Uno dei problemi principali per il piano strategico nazionale è senza dubbio quello della disponibilità di operatori sanitari. «Il parafulmine del Commissario Arcuri finora è stato quello dei ritardi delle dosi. Ma quando le forniture arriveranno in tempo, e in parte già sono arrivate, il problema più evidente sarà quello di recuperare operatori sanitari in un numero sufficiente a reggere il ritmo necessario» continua Roviti. E in effetti già per rispettare la promessa dei 7 milioni di immunizzati entro marzo, il ritmo di iniezioni giornaliere dovrebbe passare dalle 65 mila attuali alle 248 mila necessarie praticamente da subito.

Occorrono sedi, strumentazioni e, non ultimi, operatori. «Il bando di reclutamento diffuso a metà dicembre dal Commissario prevedeva la partecipazione esclusiva di infermieri disoccupati o inoccupati», continua a spiegare Roviti, «una categoria dal numero molto esiguo visto l’emergenza che da mesi ha chiamato gli operatori sul campo, per non parlare delle condizioni offerte dalle agenzie interinali».

Il nodo economico e un bando svalutante: «Professionisti e non martiri»

Il dibattito sulla questione dell’esclusività è più che mai aperto. Se da una parte, la chiamata della Regione Lombardia «su base volontaria» ha per esempio destato indignazione e polemiche tra la categoria, dall’altra c’è chi accusa gli operatori sanitari «di non accontentarsi».

«Abbiamo lauree magistrali e master, perché a differenza di tutti gli altri operatori della Sanità per noi dovrebbe valere la regola della base volontaria? Siamo dei professionisti e non dei martiri». A rispondere alle obiezioni è Daniela Maggio, in servizio come infermiera all’Ospedale Policlinico di Milano, referente regionale per la Lombardia del Movimento Nazionale di categoria.

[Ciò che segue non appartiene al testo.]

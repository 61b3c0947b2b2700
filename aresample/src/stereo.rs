//! Energy-preserving mono to stereo conversion.
//!
//! A mono sample `v` carries energy `v*v`. Writing `v0` to both channels
//! keeps the energy when `2*v0*v0 = v*v`, that is `v0 = v * sqrt(1/2)`.

use std::f32::consts::FRAC_1_SQRT_2;

use crate::error::{Error, Result};

/// Converts mono s16le `pcm` to stereo in `out`, which must be exactly
/// twice as long as `pcm`.
pub fn mono_to_stereo(pcm: &[u8], out: &mut [u8]) -> Result<()> {
    if pcm.is_empty() {
        return Err(Error::InvalidBuffer("empty pcm".into()));
    }
    if pcm.len() % 2 != 0 {
        return Err(Error::InvalidBuffer(format!("pcm size={} not s16le", pcm.len())));
    }
    if out.len() != 2 * pcm.len() {
        return Err(Error::InvalidBuffer(format!(
            "output size={} should be {}",
            out.len(),
            2 * pcm.len()
        )));
    }

    for (sample, frame) in pcm.chunks_exact(2).zip(out.chunks_exact_mut(4)) {
        let v = i16::from_le_bytes([sample[0], sample[1]]);
        let v = (v as f32 * FRAC_1_SQRT_2).round() as i16;
        let b = v.to_le_bytes();
        frame[..2].copy_from_slice(&b);
        frame[2..].copy_from_slice(&b);
    }

    Ok(())
}

/// Like [`mono_to_stereo`], allocating the output buffer.
pub fn mono_to_stereo_vec(pcm: &[u8]) -> Result<Vec<u8>> {
    let mut out = vec![0u8; 2 * pcm.len()];
    mono_to_stereo(pcm, &mut out)?;
    Ok(out)
}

La risposta è anche per chi invita gli operatori a lasciare spazio a chi non ha un contratto corrente. «Dove sono tutti queste persone da impegnare nelle somministrazioni? Se ci fossero, lasceremo volentieri il posto, ma di fatto c’è un bando a cui hanno risposto in 4 mila, con circa 800 euro netti di retribuzione offerta dalle agenzie interinali a professionisti laureati», continua Maggio. Il nodo dei 30 mila infermieri necessari per l’immunizzazione dell’intera popolazione italiana rimane di fatto ancora un problema da risolvere.

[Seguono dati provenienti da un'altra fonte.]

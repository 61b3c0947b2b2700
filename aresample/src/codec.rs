//! s16le sample packing.
//!
//! Splits an interleaved PCM buffer into per-channel sample sequences and
//! packs them back.

use crate::error::{Error, Result};

/// Extracts the samples of one channel from interleaved s16le PCM.
///
/// Returns an empty sequence when `channel >= channels`. A trailing
/// incomplete sample is ignored.
pub fn deinterleave(pcm: &[u8], channels: usize, channel: usize) -> Vec<i16> {
    if channel >= channels {
        return Vec::new();
    }

    pcm.chunks_exact(2 * channels)
        .map(|frame| {
            let off = 2 * channel;
            i16::from_le_bytes([frame[off], frame[off + 1]])
        })
        .collect()
}

/// Packs `left` (and optionally `right`) into interleaved s16le PCM.
pub fn interleave(left: &[i16], right: Option<&[i16]>) -> Result<Vec<u8>> {
    let Some(right) = right else {
        let mut pcm = Vec::with_capacity(left.len() * 2);
        for v in left {
            pcm.extend_from_slice(&v.to_le_bytes());
        }
        return Ok(pcm);
    };

    if right.len() != left.len() {
        return Err(Error::InvalidBuffer(format!(
            "channel length mismatch, L{}!=R{}",
            left.len(),
            right.len()
        )));
    }

    let mut pcm = Vec::with_capacity(left.len() * 4);
    for (l, r) in left.iter().zip(right) {
        pcm.extend_from_slice(&l.to_le_bytes());
        pcm.extend_from_slice(&r.to_le_bytes());
    }
    Ok(pcm)
}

«Persino quelli che non hanno un contratto lavorativo hanno rifiutato le condizioni minime decise del governo. La sottovalutazione della nostra figura professionale oggi è ancora più evidente, una questione di salute ma anche culturale che dopo tutte le morti in corsia avvenute in questi mesi è necessario rivoluzionare».